**Task statement:**
Write out the records below once more, exactly as they stand.

Dataset entries
* * *

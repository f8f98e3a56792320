//! Terminal output for the armory CLI.
//!
//! Commands report progress as Cargo-style lines: a right-aligned,
//! coloured verb followed by a message, written to stderr. Item JSON and
//! the material listing go to stdout, so `armory generate --json` can be
//! piped uncoloured.

use std::io::{self, IsTerminal, Write};
use std::path::Path;

const RESET: &str = "\x1b[0m";

/// Verb column width, matching `cargo build`.
const VERB_WIDTH: usize = 12;

/// ANSI styles the printer uses.
#[derive(Debug, Clone, Copy, PartialEq, Eq)]
enum Style {
    Bold,
    Dim,
    Red,
    Green,
    Yellow,
    Cyan,
}

impl Style {
    fn code(self) -> &'static str {
        match self {
            Style::Bold => "\x1b[1m",
            Style::Dim => "\x1b[2m",
            Style::Red => "\x1b[31m",
            Style::Green => "\x1b[32m",
            Style::Yellow => "\x1b[33m",
            Style::Cyan => "\x1b[36m",
        }
    }
}

/// Status printer for CLI commands.
///
/// Colour is on when stderr is a terminal and `NO_COLOR` is unset.
pub struct Printer {
    color: bool,
}

impl Printer {
    pub fn new() -> Self {
        let no_color = std::env::var_os("NO_COLOR").is_some_and(|v| !v.is_empty());
        Self {
            color: io::stderr().is_terminal() && !no_color,
        }
    }

    /// A printer that never emits escape codes.
    pub fn plain() -> Self {
        Self { color: false }
    }

    /// Progress, e.g. "    Building blades (3 swords)".
    pub fn status(&self, verb: &str, message: &str) {
        self.emit(Style::Green, verb, message);
    }

    /// A finished step, e.g. "   Generated Iron Mace -> mace-7.png".
    pub fn success(&self, verb: &str, message: &str) {
        self.emit(Style::Green, verb, message);
    }

    pub fn info(&self, verb: &str, message: &str) {
        self.emit(Style::Cyan, verb, message);
    }

    /// Substitutions and other recoverable problems.
    pub fn warning(&self, verb: &str, message: &str) {
        self.emit(Style::Yellow, verb, message);
    }

    pub fn error(&self, verb: &str, message: &str) {
        self.emit(Style::Red, verb, message);
    }

    /// Secondary detail such as diagnostic codes.
    pub fn dim(&self, text: &str) -> String {
        self.paint(&[Style::Dim], text)
    }

    /// Item names.
    pub fn bold(&self, text: &str) -> String {
        self.paint(&[Style::Bold], text)
    }

    /// Paths.
    pub fn cyan(&self, text: &str) -> String {
        self.paint(&[Style::Cyan], text)
    }

    fn paint(&self, styles: &[Style], text: &str) -> String {
        if !self.color {
            return text.to_string();
        }
        let codes: String = styles.iter().map(|s| s.code()).collect();
        format!("{codes}{text}{RESET}")
    }

    /// One status line, without the trailing newline.
    fn line(&self, style: Style, verb: &str, message: &str) -> String {
        let verb = format!("{verb:>VERB_WIDTH$}");
        format!("{} {}", self.paint(&[Style::Bold, style], &verb), message)
    }

    fn emit(&self, style: Style, verb: &str, message: &str) {
        let line = self.line(style, verb, message);
        let _ = writeln!(io::stderr().lock(), "{}", line);
    }
}

/// Count with the right noun: `plural(3, "sword", "swords")` is "3 swords".
pub fn plural(n: usize, singular: &str, pluralized: &str) -> String {
    let noun = if n == 1 { singular } else { pluralized };
    format!("{} {}", n, noun)
}

/// `path` relative to the working directory when it lies below it.
pub fn display_path(path: &Path) -> String {
    let relative = std::env::current_dir()
        .ok()
        .and_then(|cwd| path.strip_prefix(cwd).ok().map(Path::to_path_buf));
    match relative {
        Some(rel) if rel.as_os_str().is_empty() => ".".to_string(),
        Some(rel) => rel.display().to_string(),
        None => path.display().to_string(),
    }
}

#[cfg(test)]
mod tests {
    use super::*;

    #[test]
    fn test_plural() {
        assert_eq!(plural(1, "item", "items"), "1 item");
        assert_eq!(plural(0, "recipe", "recipes"), "0 recipes");
        assert_eq!(plural(3, "sword", "swords"), "3 swords");
    }

    #[test]
    fn test_plain_line_aligns_verb() {
        let printer = Printer::plain();
        assert_eq!(printer.line(Style::Green, "Building", "blades (3 swords)"), "    Building blades (3 swords)");
        assert_eq!(printer.line(Style::Yellow, "Warning", "x").find('W'), Some(5));
        assert_eq!(printer.dim("[armory::material::unknown]"), "[armory::material::unknown]");
    }

    #[test]
    fn test_coloured_line_wraps_verb_only() {
        let printer = Printer { color: true };
        assert_eq!(
            printer.line(Style::Red, "Error", "Broken Item"),
            "\x1b[1m\x1b[31m       Error\x1b[0m Broken Item"
        );
        assert_eq!(printer.bold("Gold Band"), "\x1b[1mGold Band\x1b[0m");
        assert_eq!(printer.cyan("dist"), "\x1b[36mdist\x1b[0m");
    }

    #[test]
    fn test_display_path_relative_to_cwd() {
        let cwd = std::env::current_dir().unwrap();
        assert_eq!(display_path(&cwd.join("dist").join("sword-7.png")), "dist/sword-7.png");
        assert_eq!(display_path(&cwd), ".");
        assert_eq!(display_path(Path::new("/nonexistent/armory/sword-7.png")), "/nonexistent/armory/sword-7.png");
    }
}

* * *

**Response below:**
repository f8f98e3a56792320
//! Terminal output for the armory CLI.
//!
//! Commands report progress as Cargo-style lines: a right-aligned,
//! coloured verb followed by a message, written to stderr. Item JSON and
//! the material listing go to stdout, so `armory generate --json` can be
//! piped uncoloured.

use std::io::{self, IsTerminal, Write};
use std::path::Path;

const RESET: &str = "\x1b[0m";

/// Verb column width, matching `cargo build`.
const VERB_WIDTH: usize = 12;

/// ANSI styles the printer uses.
#[derive(Debug, Clone, Copy, PartialEq, Eq)]
enum Style {
    Bold,
    Dim,
    Red,
    Green,
    Yellow,
    Cyan,
}

impl Style {
    fn code(self) -> &'static str {
        match self {
            Style::Bold => "\x1b[1m",
            Style::Dim => "\x1b[2m",
            Style::Red => "\x1b[31m",
            Style::Green => "\x1b[32m",
            Style::Yellow => "\x1b[33m",
            Style::Cyan => "\x1b[36m",
        }
    }
}

/// Status printer for CLI commands.
///
/// Colour is on when stderr is a terminal and `NO_COLOR` is unset.
pub struct Printer {
    color: bool,
}

impl Printer {
    pub fn new() -> Self {
        let no_color = std::env::var_os("NO_COLOR").is_some_and(|v| !v.is_empty());
        Self {
            color: io::stderr().is_terminal() && !no_color,
        }
    }

    /// A printer that never emits escape codes.
    pub fn plain() -> Self {
        Self { color: false }
    }

    /// Progress, e.g. "    Building blades (3 swords)".
    pub fn status(&self, verb: &str, message: &str) {
        self.emit(Style::Green, verb, message);
    }

    /// A finished step, e.g. "   Generated Iron Mace -> mace-7.png".
    pub fn success(&self, verb: &str, message: &str) {
        self.emit(Style::Green, verb, message);
    }

    pub fn info(&self, verb: &str, message: &str) {
        self.emit(Style::Cyan, verb, message);
    }

    /// Substitutions and other recoverable problems.
    pub fn warning(&self, verb: &str, message: &str) {
        self.emit(Style::Yellow, verb, message);
    }

    pub fn error(&self, verb: &str, message: &str) {
        self.emit(Style::Red, verb, message);
    }

    /// Secondary detail such as diagnostic codes.
    pub fn dim(&self, text: &str) -> String {
        self.paint(&[Style::Dim], text)
    }

    /// Item names.
    pub fn bold(&self, text: &str) -> String {
        self.paint(&[Style::Bold], text)
    }

    /// Paths.
    pub fn cyan(&self, text: &str) -> String {
        self.paint(&[Style::Cyan], text)
    }

    fn paint(&self, styles: &[Style], text: &str) -> String {
        if !self.color {
            return text.to_string();
        }
        let codes: String = styles.iter().map(|s| s.code()).collect();
        format!("{codes}{text}{RESET}")
    }

    /// One status line, without the trailing newline.
    fn line(&self, style: Style, verb: &str, message: &str) -> String {
        let verb = format!("{verb:>VERB_WIDTH$}");
        format!("{} {}", self.paint(&[Style::Bold, style], &verb), message)
    }

    fn emit(&self, style: Style, verb: &str, message: &str) {
        let line = self.line(style, verb, message);
        let _ = writeln!(io::stderr().lock(), "{}", line);
    }
}

/// Count with the right noun: `plural(3, "sword", "swords")` is "3 swords".
pub fn plural(n: usize, singular: &str, pluralized: &str) -> String {
    let noun = if n == 1 { singular } else { pluralized };
    format!("{} {}", n, noun)
}

/// `path` relative to the working directory when it lies below it.
pub fn display_path(path: &Path) -> String {
    let relative = std::env::current_dir()
        .ok()
        .and_then(|cwd| path.strip_prefix(cwd).ok().map(Path::to_path_buf));
    match relative {
        Some(rel) if rel.as_os_str().is_empty() => ".".to_string(),
        Some(rel) => rel.display().to_string(),
        None => path.display().to_string(),
    }
}

#[cfg(test)]
mod tests {
    use super::*;

    #[test]
    fn test_plural() {
        assert_eq!(plural(1, "item", "items"), "1 item");
        assert_eq!(plural(0, "recipe", "recipes"), "0 recipes");
        assert_eq!(plural(3, "sword", "swords"), "3 swords");
    }

    #[test]
    fn test_plain_line_aligns_verb() {
        let printer = Printer::plain();
        assert_eq!(printer.line(Style::Green, "Building", "blades (3 swords)"), "    Building blades (3 swords)");
        assert_eq!(printer.line(Style::Yellow, "Warning", "x").find('W'), Some(5));
        assert_eq!(printer.dim("[armory::material::unknown]"), "[armory::material::unknown]");
    }

    #[test]
    fn test_coloured_line_wraps_verb_only() {
        let printer = Printer { color: true };
        assert_eq!(
            printer.line(Style::Red, "Error", "Broken Item"),
            "\x1b[1m\x1b[31m       Error\x1b[0m Broken Item"
        );
        assert_eq!(printer.bold("Gold Band"), "\x1b[1mGold Band\x1b[0m");
        assert_eq!(printer.cyan("dist"), "\x1b[36mdist\x1b[0m");
    }

    #[test]
    fn test_display_path_relative_to_cwd() {
        let cwd = std::env::current_dir().unwrap();
        assert_eq!(display_path(&cwd.join("dist").join("sword-7.png")), "dist/sword-7.png");
        assert_eq!(display_path(&cwd), ".");
        assert_eq!(display_path(Path::new("/nonexistent/armory/sword-7.png")), "/nonexistent/armory/sword-7.png");
    }
}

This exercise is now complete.